ACTIVITY -> The required answer is every line of the data containing the word "Convention".

RECORD EXCERPTS ->
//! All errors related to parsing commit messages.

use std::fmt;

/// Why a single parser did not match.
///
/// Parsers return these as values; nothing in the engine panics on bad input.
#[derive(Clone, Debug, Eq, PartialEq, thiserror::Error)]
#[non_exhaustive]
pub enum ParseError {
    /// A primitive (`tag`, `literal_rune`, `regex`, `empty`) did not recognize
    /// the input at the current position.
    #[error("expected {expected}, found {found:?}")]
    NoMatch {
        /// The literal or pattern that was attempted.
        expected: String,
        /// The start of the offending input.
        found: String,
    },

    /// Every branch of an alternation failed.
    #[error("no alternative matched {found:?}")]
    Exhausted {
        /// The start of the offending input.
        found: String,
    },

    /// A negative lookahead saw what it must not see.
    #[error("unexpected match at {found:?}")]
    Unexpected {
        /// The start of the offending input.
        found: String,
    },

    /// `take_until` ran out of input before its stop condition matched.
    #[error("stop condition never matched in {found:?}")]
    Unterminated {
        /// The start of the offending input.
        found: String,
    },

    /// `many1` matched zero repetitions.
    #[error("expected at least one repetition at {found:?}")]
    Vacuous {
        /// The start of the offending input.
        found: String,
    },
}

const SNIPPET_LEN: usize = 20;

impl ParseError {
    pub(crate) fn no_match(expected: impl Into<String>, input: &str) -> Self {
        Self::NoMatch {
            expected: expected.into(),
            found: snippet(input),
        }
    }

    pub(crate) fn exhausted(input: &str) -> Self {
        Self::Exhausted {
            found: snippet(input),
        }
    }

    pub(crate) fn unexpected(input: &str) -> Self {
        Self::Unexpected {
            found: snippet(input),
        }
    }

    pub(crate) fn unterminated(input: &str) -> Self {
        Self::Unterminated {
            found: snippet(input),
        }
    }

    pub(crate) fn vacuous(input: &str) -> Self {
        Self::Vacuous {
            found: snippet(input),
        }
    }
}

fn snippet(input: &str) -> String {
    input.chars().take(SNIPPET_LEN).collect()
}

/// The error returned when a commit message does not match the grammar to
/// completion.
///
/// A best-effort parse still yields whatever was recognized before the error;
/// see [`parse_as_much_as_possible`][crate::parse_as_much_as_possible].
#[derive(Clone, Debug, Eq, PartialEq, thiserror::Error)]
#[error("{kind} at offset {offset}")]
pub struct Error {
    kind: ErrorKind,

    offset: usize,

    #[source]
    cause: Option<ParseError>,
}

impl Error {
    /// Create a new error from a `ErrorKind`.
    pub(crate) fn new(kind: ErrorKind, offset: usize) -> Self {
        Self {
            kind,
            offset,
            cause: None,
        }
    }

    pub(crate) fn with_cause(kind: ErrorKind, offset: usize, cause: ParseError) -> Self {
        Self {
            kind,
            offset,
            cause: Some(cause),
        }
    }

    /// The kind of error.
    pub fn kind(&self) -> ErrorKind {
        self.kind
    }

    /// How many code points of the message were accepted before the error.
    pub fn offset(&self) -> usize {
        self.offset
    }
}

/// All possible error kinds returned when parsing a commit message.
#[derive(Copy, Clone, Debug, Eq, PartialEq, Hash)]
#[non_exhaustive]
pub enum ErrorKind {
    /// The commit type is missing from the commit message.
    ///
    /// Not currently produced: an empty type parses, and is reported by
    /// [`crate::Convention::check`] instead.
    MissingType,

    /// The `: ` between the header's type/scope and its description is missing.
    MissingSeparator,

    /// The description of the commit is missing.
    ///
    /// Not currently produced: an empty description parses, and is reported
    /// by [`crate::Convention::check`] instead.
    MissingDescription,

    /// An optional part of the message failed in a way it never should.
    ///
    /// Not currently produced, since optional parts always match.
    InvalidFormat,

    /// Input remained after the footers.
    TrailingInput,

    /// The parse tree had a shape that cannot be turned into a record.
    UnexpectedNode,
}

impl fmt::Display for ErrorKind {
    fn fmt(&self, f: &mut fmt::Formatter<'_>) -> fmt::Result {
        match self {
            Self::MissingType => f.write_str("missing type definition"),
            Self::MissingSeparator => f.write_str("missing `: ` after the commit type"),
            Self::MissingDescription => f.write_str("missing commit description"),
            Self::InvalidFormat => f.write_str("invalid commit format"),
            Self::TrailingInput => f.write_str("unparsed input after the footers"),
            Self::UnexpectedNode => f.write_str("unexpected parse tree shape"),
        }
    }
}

ANSWER SPACE ->
    /// [`crate::Convention::check`] instead.
    /// by [`crate::Convention::check`] instead.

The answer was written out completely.